◆ ABOUT THIS EXERCISE ◆
State the number of lines in these records holding "Serialize". Say nothing more.

◆ MATERIAL FOR THIS TASK ◆
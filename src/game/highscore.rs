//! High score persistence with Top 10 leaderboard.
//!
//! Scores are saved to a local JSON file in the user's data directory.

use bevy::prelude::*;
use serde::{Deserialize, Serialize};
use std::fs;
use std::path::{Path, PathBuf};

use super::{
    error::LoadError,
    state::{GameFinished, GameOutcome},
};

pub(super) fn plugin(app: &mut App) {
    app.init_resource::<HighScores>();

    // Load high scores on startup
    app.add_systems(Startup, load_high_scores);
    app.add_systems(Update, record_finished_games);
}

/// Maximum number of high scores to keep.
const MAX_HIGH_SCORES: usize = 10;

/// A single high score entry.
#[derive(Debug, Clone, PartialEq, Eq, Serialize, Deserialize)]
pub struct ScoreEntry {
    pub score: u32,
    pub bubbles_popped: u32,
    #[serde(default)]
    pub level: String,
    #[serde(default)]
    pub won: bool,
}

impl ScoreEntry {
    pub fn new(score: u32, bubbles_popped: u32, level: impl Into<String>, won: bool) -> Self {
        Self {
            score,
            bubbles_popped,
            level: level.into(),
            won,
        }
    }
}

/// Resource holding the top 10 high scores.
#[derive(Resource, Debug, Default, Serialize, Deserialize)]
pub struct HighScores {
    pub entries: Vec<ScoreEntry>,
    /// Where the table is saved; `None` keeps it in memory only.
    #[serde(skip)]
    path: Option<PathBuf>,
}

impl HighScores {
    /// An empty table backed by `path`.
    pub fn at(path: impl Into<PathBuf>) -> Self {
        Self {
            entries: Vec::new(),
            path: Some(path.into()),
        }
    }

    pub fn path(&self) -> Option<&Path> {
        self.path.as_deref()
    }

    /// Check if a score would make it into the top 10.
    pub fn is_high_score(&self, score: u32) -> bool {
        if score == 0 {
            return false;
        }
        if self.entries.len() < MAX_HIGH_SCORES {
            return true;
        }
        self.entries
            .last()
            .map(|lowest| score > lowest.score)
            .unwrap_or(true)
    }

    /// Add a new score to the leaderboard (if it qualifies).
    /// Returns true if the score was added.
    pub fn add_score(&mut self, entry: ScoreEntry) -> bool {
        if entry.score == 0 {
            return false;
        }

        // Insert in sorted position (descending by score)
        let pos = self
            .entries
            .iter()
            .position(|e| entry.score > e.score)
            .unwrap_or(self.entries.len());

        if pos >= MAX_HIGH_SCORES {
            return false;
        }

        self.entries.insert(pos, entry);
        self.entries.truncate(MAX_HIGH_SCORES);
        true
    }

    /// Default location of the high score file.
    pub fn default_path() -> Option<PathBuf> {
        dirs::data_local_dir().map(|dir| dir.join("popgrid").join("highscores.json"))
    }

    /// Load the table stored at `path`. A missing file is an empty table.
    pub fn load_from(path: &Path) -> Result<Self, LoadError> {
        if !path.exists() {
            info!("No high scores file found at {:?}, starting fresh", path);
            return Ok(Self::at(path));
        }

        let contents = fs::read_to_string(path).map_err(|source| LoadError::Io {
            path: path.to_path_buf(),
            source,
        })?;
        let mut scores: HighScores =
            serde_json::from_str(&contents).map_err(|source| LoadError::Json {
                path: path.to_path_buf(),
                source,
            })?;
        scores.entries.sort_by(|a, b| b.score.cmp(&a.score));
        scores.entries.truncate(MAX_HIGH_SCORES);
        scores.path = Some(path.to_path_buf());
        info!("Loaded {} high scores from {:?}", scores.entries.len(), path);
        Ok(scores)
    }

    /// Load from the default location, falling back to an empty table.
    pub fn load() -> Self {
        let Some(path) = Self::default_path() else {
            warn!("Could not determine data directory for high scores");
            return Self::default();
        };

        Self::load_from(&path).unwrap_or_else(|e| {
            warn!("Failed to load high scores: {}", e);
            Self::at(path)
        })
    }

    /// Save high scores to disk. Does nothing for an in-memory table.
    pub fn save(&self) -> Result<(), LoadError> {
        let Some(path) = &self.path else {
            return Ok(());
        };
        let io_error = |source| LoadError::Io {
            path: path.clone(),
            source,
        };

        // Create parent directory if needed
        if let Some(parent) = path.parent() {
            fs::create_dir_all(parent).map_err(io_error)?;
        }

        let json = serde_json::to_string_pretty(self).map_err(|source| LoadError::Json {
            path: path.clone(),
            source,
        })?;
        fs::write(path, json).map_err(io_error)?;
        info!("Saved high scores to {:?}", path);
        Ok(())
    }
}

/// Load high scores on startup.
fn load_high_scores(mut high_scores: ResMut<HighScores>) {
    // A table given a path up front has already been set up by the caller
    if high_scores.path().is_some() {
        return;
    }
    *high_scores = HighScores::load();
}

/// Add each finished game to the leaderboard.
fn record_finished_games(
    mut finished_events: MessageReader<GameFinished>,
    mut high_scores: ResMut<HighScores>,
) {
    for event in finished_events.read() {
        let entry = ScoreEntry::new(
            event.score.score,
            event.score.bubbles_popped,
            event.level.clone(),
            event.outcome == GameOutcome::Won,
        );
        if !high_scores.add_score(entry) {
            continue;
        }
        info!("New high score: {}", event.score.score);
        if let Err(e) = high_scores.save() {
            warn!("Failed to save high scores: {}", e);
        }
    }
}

--

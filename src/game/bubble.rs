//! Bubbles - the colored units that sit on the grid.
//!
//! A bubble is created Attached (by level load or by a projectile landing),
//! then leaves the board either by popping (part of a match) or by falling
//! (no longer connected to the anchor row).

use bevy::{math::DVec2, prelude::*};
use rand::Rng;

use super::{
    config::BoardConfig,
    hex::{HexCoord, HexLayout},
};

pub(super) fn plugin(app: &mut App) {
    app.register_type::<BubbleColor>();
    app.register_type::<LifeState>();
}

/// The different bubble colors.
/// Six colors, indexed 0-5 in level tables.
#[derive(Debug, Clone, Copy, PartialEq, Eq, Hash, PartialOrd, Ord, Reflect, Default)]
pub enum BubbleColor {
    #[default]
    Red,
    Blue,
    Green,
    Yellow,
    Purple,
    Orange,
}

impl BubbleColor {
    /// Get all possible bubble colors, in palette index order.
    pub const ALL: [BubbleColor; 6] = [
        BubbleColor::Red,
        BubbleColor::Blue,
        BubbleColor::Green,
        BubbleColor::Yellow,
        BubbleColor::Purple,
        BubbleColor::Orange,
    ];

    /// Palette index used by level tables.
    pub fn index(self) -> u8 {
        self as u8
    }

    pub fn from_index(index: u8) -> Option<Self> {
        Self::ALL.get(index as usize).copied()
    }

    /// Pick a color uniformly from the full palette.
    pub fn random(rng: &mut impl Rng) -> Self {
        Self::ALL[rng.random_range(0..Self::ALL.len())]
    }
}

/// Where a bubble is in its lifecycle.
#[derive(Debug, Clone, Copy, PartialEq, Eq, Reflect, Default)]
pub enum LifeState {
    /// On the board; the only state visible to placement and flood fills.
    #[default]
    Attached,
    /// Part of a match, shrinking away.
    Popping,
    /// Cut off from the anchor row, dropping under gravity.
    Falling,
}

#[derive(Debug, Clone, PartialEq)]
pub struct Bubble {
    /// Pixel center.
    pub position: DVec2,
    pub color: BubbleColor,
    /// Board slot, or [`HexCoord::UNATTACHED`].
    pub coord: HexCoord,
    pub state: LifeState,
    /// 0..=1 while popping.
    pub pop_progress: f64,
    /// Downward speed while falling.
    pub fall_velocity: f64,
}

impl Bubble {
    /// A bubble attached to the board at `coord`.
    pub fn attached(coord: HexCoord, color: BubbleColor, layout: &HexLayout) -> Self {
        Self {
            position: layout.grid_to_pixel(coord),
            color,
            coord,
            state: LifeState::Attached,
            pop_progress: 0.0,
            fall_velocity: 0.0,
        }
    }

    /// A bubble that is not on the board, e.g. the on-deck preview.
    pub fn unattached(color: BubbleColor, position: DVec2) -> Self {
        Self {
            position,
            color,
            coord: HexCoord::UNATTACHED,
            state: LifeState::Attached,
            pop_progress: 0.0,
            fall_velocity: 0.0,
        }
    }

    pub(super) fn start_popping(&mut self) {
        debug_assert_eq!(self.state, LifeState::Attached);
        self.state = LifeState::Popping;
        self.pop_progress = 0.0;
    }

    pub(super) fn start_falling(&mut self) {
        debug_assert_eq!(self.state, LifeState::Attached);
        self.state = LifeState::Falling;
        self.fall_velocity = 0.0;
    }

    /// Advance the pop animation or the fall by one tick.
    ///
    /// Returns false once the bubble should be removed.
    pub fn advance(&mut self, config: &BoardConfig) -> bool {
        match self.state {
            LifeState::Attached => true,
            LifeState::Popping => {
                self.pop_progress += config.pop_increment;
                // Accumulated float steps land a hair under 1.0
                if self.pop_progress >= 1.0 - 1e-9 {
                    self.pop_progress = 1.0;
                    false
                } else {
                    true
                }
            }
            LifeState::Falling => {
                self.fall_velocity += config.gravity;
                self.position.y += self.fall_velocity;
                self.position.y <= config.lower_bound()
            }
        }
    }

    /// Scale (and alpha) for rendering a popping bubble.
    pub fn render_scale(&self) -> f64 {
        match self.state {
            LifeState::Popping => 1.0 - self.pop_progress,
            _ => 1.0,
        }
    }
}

◆ THE COMPLETED TASK ◆
3